• _Task directions_
Starting at the line that contains "redirect(&post.get_url())", return every line down to the end of the records below, exactly as written.

• _Extracted information_
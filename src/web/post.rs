use super::{redirect, redirect_to_login, ErrorFlag};
use crate::attachment::{
    attachments_html, get_attachments_by_post_ids, get_attachments_by_reply_ids, NewAttachment,
};
use crate::config::Config;
use crate::form::FormFields;
use crate::markdown::render_markdown;
use crate::middleware::ClientCtx;
use crate::orm::{posts, replies};
use crate::post::{create_post_with_attachments, get_post, NewPost, MAX_POST_ATTACHMENTS};
use crate::reply::{get_replies, MAX_REPLY_ATTACHMENTS};
use actix_web::{error, get, post, web, Error, HttpResponse};
use askama_actix::{Template, TemplateToResponse};
use sea_orm::{DatabaseConnection, DbErr};

pub(super) fn configure(conf: &mut actix_web::web::ServiceConfig) {
    conf.service(view_new_post)
        .service(view_post)
        .service(create_post);
}

#[derive(Template)]
#[template(path = "new_post.html")]
pub struct NewPostTemplate {
    pub client: ClientCtx,
    pub authors: Vec<String>,
    pub has_error: bool,
    pub max_attachments: usize,
}

/// A reply with its body and attachments already rendered.
pub struct ReplyForTemplate {
    pub reply: replies::Model,
    pub content: String,
    pub attachments: String,
}

#[derive(Template)]
#[template(path = "post.html")]
pub struct PostTemplate {
    pub client: ClientCtx,
    pub post: posts::Model,
    pub content: String,
    pub attachments: String,
    pub replies: Vec<ReplyForTemplate>,
    pub authors: Vec<String>,
    pub has_error: bool,
    pub max_attachments: usize,
}

fn db_error(e: DbErr) -> Error {
    log::error!("view_post: {}", e);
    error::ErrorInternalServerError("Could not load post.")
}

#[get("/new")]
async fn view_new_post(
    client: ClientCtx,
    config: web::Data<Config>,
    query: web::Query<ErrorFlag>,
) -> HttpResponse {
    if !client.is_authenticated() {
        return redirect_to_login();
    }

    NewPostTemplate {
        client,
        authors: config.authors.to_owned(),
        has_error: query.is_set(),
        max_attachments: MAX_POST_ATTACHMENTS,
    }
    .to_response()
}

#[get("/post/{post_id}")]
async fn view_post(
    client: ClientCtx,
    db: web::Data<DatabaseConnection>,
    config: web::Data<Config>,
    path: web::Path<String>,
    query: web::Query<ErrorFlag>,
) -> Result<HttpResponse, Error> {
    if !client.is_authenticated() {
        return Ok(redirect_to_login());
    }

    let post_id: i32 = path
        .parse()
        .map_err(|_| error::ErrorNotFound("Post not found."))?;
    let post = get_post(db.get_ref(), post_id)
        .await
        .map_err(db_error)?
        .ok_or_else(|| error::ErrorNotFound("Post not found."))?;

    let replies = get_replies(db.get_ref(), post.id).await.map_err(db_error)?;
    let mut post_attachments = get_attachments_by_post_ids(db.get_ref(), vec![post.id])
        .await
        .map_err(db_error)?;
    let mut reply_attachments =
        get_attachments_by_reply_ids(db.get_ref(), replies.iter().map(|r| r.id).collect())
            .await
            .map_err(db_error)?;

    let replies = replies
        .into_iter()
        .map(|reply| ReplyForTemplate {
            content: render_markdown(&reply.content),
            attachments: attachments_html(
                &reply_attachments.remove(&reply.id).unwrap_or_default(),
            ),
            reply,
        })
        .collect();

    Ok(PostTemplate {
        client,
        content: render_markdown(&post.content),
        attachments: attachments_html(&post_attachments.remove(&post.id).unwrap_or_default()),
        post,
        replies,
        authors: config.authors.to_owned(),
        has_error: query.is_set(),
        max_attachments: MAX_REPLY_ATTACHMENTS,
    }
    .to_response())
}

#[post("/api/post")]
async fn create_post(
    client: ClientCtx,
    db: web::Data<DatabaseConnection>,
    config: web::Data<Config>,
    body: web::Bytes,
) -> HttpResponse {
    if !client.is_authenticated() {
        return redirect_to_login();
    }

    let form = FormFields::parse(&body);
    let validated = NewPost::from_form(&form, &config).and_then(|post| {
        NewAttachment::from_form(&form, MAX_POST_ATTACHMENTS).map(|files| (post, files))
    });
    let (new_post, attachments) = match validated {
        Ok(validated) => validated,
        Err(e) => {
            log::info!("create_post: rejected form: {}", e);
            return redirect("/new?error=1");
        }
    };

    match create_post_with_attachments(db.get_ref(), &new_post, &attachments).await {
        Ok(post) => {
            log::info!("create_post: post {} by {}", post.id, post.author);
            redirect(&post.get_url())
        }
        Err(e) => {
            log::error!("create_post: {}", e);
            redirect("/new?error=1")
        }
    }
}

• _The completed task_
            redirect(&post.get_url())
        }
        Err(e) => {
            log::error!("create_post: {}", e);
            redirect("/new?error=1")
        }
    }
}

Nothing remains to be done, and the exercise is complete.